Cuando la organización reconoce que el buen funcionamiento de los sistemas de información es crítico en el desarrollo de sus actividades y que éstos se encuentran expuestos a los riesgos por la propia vulnerabilidad inherente a los sistemas, entonces esa organización está madura para asumir la tarea de proteger los intereses de su propio lineamiento estratégico.

Las vulnerabilidades de los sistemas, la insuficiente implementación de controles, una deficiente instalación o los propios errores de los operadores y administradores, pueden producir pérdidas de activos de la organización (Bases de datos, archivos, documentación de sistemas, software de aplicación o de sistema, equipos de tratamiento informático, etc.) o incluso afectar a la continuidad del negocio.

Todo esto justifica la necesidad de contar con un Plan Director de Seguridad, y aún más:

• La comunidad otorga una importancia cada vez mayor de la seguridad de la información.
• Para mostrar debida diligencia, un gerente debe considerar la seguridad con una visión integral (tecnológica, organizativa, legal, recursos humanos,…).
• Si no quiere desperdiciar recursos, la organización debe evitar iniciativas de seguridad tomadas de forma aislada.
• La infraestructura de TI en las organizaciones es heterogénea, por lo que atender las vulnerabilidades amerita una buena planificación.
• Existen diferentes requisitos de seguridad a lo largo de la Organización.
• La organización tiene la necesidad de abordar la seguridad en un plan coherente y sistemático que marque las pautas y directrices a seguir.

Tritec Consultores pone a su disposición profesionales de excepcional calidad técnica y capacidad de gestión estratégica para acompañarlo en la tarea de definir e implementar un Plan de Seguridad en su organización, firmemente alineado a su estrategia de negocio y enfocado en los objetivos primordiales de la organización.

Nuestra metodología incluye:

Obtener un punto de partida inicial mediante el análisis de la situación actual.
Fijar un objetivo específico, determinando estrategias y requisitos organizativos para llegar a una situación deseada.
Determinar el plan de seguridad, acompañando a la organización en la definición y la implementación.
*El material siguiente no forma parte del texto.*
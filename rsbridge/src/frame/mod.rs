//! Frames.
//!
//! A [`Frame`] is a stable host object whose native frame can be swapped with
//! [`replace`](Frame::replace). Streaming and queue waits reuse one `Frame` instead of creating a
//! new object per native frame.
mod enums;

use std::cell::Cell;
use std::fmt;
use std::sync::Arc;

use rsbridge_sys::{self as ffi, kind, FrameMetadata, TimestampDomain};

pub use self::enums::{FrameExtensions, Transfer};
use crate::error::{Error, Result};
use crate::handle::Owned;
use crate::host::Host;
use crate::resource::Resource;
use crate::stream_profile::StreamProfile;

#[cfg(test)]
mod tests;

const EXTENSIONS: [ffi::Extension; 7] = [
    ffi::Extension::VideoFrame,
    ffi::Extension::DepthFrame,
    ffi::Extension::DisparityFrame,
    ffi::Extension::MotionFrame,
    ffi::Extension::PoseFrame,
    ffi::Extension::Points,
    ffi::Extension::CompositeFrame,
];

/// A frame slot. Empty, or holding one reference to a native frame.
pub struct Frame {
    resource: Resource<kind::Frame>,
    extensions: Cell<FrameExtensions>,
}

impl Frame {
    /// Creates an empty frame.
    pub fn new(host: &Host) -> Self {
        Self {
            resource: Resource::new(host, None),
            extensions: Cell::new(FrameExtensions::empty()),
        }
    }

    /// Wraps a native frame reference.
    pub fn from_owned(host: &Host, frame: Owned<kind::Frame>) -> Self {
        let this = Self::new(host);
        this.replace(Some(frame));
        this
    }

    /// Releases the current frame, if any, and installs `frame` in its place.
    ///
    /// This is the only way the content of a `Frame` changes.
    pub fn replace(&self, frame: Option<Owned<kind::Frame>>) {
        self.resource.replace(frame);
        self.refresh_extensions();
    }

    /// Moves the frame reference out, leaving this frame empty.
    pub fn take(&self) -> Option<Owned<kind::Frame>> {
        self.extensions.set(FrameExtensions::empty());
        self.resource.take()
    }

    /// Releases the frame. Safe to call any number of times.
    pub fn destroy(&self) {
        self.replace(None);
    }

    #[inline]
    pub fn is_empty(&self) -> bool {
        self.resource.is_empty()
    }

    #[inline]
    pub fn host(&self) -> &Host {
        self.resource.host()
    }

    /// Returns a new `Frame` holding another reference to the same native frame.
    pub fn share(&self) -> Result<Frame> {
        let frame = self.hand_off(Transfer::Borrow)?;
        Ok(Self::from_owned(self.host(), frame))
    }

    /// Produces the reference handed to the SDK by queues and processing blocks.
    pub(crate) fn hand_off(&self, transfer: Transfer) -> Result<Owned<kind::Frame>> {
        match transfer {
            Transfer::Take => self.take().ok_or(Error::Destroyed),
            Transfer::Borrow => {
                let raw = self.resource.raw().ok_or(Error::Destroyed)?;
                self.resource
                    .native(|sdk, error| sdk.frame_add_ref(raw, error))?;
                // SAFETY: the reference added above belongs to the new owner.
                Ok(unsafe { Owned::from_raw(self.host().api(), raw) })
            }
        }
    }

    fn refresh_extensions(&self) {
        let mut extensions = FrameExtensions::empty();
        if !self.resource.is_empty() {
            for extension in EXTENSIONS {
                let supported = self
                    .resource
                    .query(|sdk, raw, error| sdk.is_frame_extendable_to(raw, extension, error));
                if supported == Some(true) {
                    extensions |= FrameExtensions::from(extension);
                }
            }
        }
        self.extensions.set(extensions);
    }

    /// Extensions of the current frame, as seen when it was installed.
    #[inline]
    pub fn extensions(&self) -> FrameExtensions {
        self.extensions.get()
    }

    #[inline]
    pub fn is(&self, extensions: FrameExtensions) -> bool {
        !self.is_empty() && self.extensions().contains(extensions)
    }

    #[inline]
    pub fn is_video_frame(&self) -> bool {
        self.is(FrameExtensions::VIDEO)
    }

    #[inline]
    pub fn is_depth_frame(&self) -> bool {
        self.is(FrameExtensions::DEPTH)
    }

    #[inline]
    pub fn is_motion_frame(&self) -> bool {
        self.is(FrameExtensions::MOTION)
    }

    #[inline]
    pub fn is_frame_set(&self) -> bool {
        self.is(FrameExtensions::COMPOSITE)
    }

    pub fn width(&self) -> Option<i32> {
        self.resource.query(|sdk, raw, error| sdk.frame_width(raw, error))
    }

    pub fn height(&self) -> Option<i32> {
        self.resource.query(|sdk, raw, error| sdk.frame_height(raw, error))
    }

    pub fn stride_in_bytes(&self) -> Option<i32> {
        self.resource
            .query(|sdk, raw, error| sdk.frame_stride_in_bytes(raw, error))
    }

    pub fn bits_per_pixel(&self) -> Option<i32> {
        self.resource
            .query(|sdk, raw, error| sdk.frame_bits_per_pixel(raw, error))
    }

    /// The pixel buffer. It stays valid after the frame is replaced or destroyed.
    pub fn data(&self) -> Option<Arc<[u8]>> {
        self.resource
            .query(|sdk, raw, error| sdk.frame_data(raw, error))
            .flatten()
    }

    /// Timestamp in milliseconds.
    pub fn timestamp(&self) -> Option<f64> {
        self.resource
            .query(|sdk, raw, error| sdk.frame_timestamp(raw, error))
    }

    pub fn timestamp_domain(&self) -> Option<TimestampDomain> {
        self.resource
            .query(|sdk, raw, error| sdk.frame_timestamp_domain(raw, error))
    }

    pub fn number(&self) -> Option<u64> {
        self.resource.query(|sdk, raw, error| sdk.frame_number(raw, error))
    }

    pub fn supports_metadata(&self, key: FrameMetadata) -> Option<bool> {
        self.resource
            .query(|sdk, raw, error| sdk.supports_frame_metadata(raw, key, error))
    }

    pub fn metadata(&self, key: FrameMetadata) -> Option<i64> {
        self.resource
            .query(|sdk, raw, error| sdk.frame_metadata(raw, key, error))
    }

    /// Distance in metres at pixel (`x`, `y`) of a depth frame.
    pub fn distance(&self, x: i32, y: i32) -> Option<f32> {
        if !self.is_depth_frame() {
            return None;
        }
        self.resource
            .query(|sdk, raw, error| sdk.depth_frame_distance(raw, x, y, error))
    }

    /// The profile of the stream this frame came from.
    pub fn profile(&self) -> Option<StreamProfile> {
        let raw = self
            .resource
            .query(|sdk, raw, error| sdk.frame_stream_profile(raw, error))
            .flatten()?;
        // SAFETY: the SDK returns a new profile handle owned by the caller.
        let profile = unsafe { Owned::from_raw(self.host().api(), raw) };
        Some(StreamProfile::from_owned(self.host(), profile))
    }
}

impl fmt::Debug for Frame {
    fn fmt(&self, f: &mut fmt::Formatter<'_>) -> fmt::Result {
        f.debug_struct("Frame")
            .field("handle", &self.resource)
            .field("extensions", &self.extensions())
            .finish()
    }
}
El Plan de Seguridad incorporará temas tales como:

1. Las medidas de Seguridad actualmente existentes en la Organización y la identificación de puntos débiles: ¿Qué está bien?, ¿Qué está mal?, ¿Qué necesita mejorar?, ¿Se cumple con los objetivos?, ¿Cuáles los riesgos principales y a qué son debidos?, ¿Sobre qué procesos de negocio me impactan estos riesgos?, ¿Qué procesos de negocio están afectados por las vulnerabilidades detectadas?….
2. El nivel de seguridad que se desea alcanzar: Definición de la situación objetivo ¿Hasta dónde quere llegar la organización?, ¿Cuál es el nivel de inversión aceptable?, ¿Dónde va a estar el umbral de riesgo? ¿Cómo se va a gestionar los riesgos (Evitándolos, Suprimiéndolos, Transfiriéndolos, Reduciéndolos)?.
3. Las necesidades reales en materia de Seguridad para la Organización: Estas necesidades quedarán recogidas en forma de proyectos o acciones a realizar/ejecutar.
4. La planificación de la implantación: Proyectos a Corto Plazo (a iniciar en los próximos 1 a 3 meses), Proyectos a Medio Plazo (a iniciar en el período comprendido entre los 12-24 meses desde la fecha actual), Proyectos a Largo Plazo (a iniciar en el período comprendido entre los 2-36 meses desde la fecha actual). Aunque la definición de qué es corto, mediano y largo plazo, es parte de la planificación y no es estándar a todas las organizaciones.
5. Secuencia temporal y dependencia entre los proyectos: Una hoja de ruta que defina y establezca las relaciones de precedencia y dependencia entre las diferentes acciones identificadas, así como el marco temporal propuesto para su ejecución.
6. La inversión a realizar: para cada una de las acciones o proyectos que se identifiquen.
7. Cuantificación de recursos y costes: considerando la totalidad de los costes asociados al Plan (costes de adquisición, implementación, mantenimiento, formación a usuarios y operadores) y la dedicación de los recursos internos.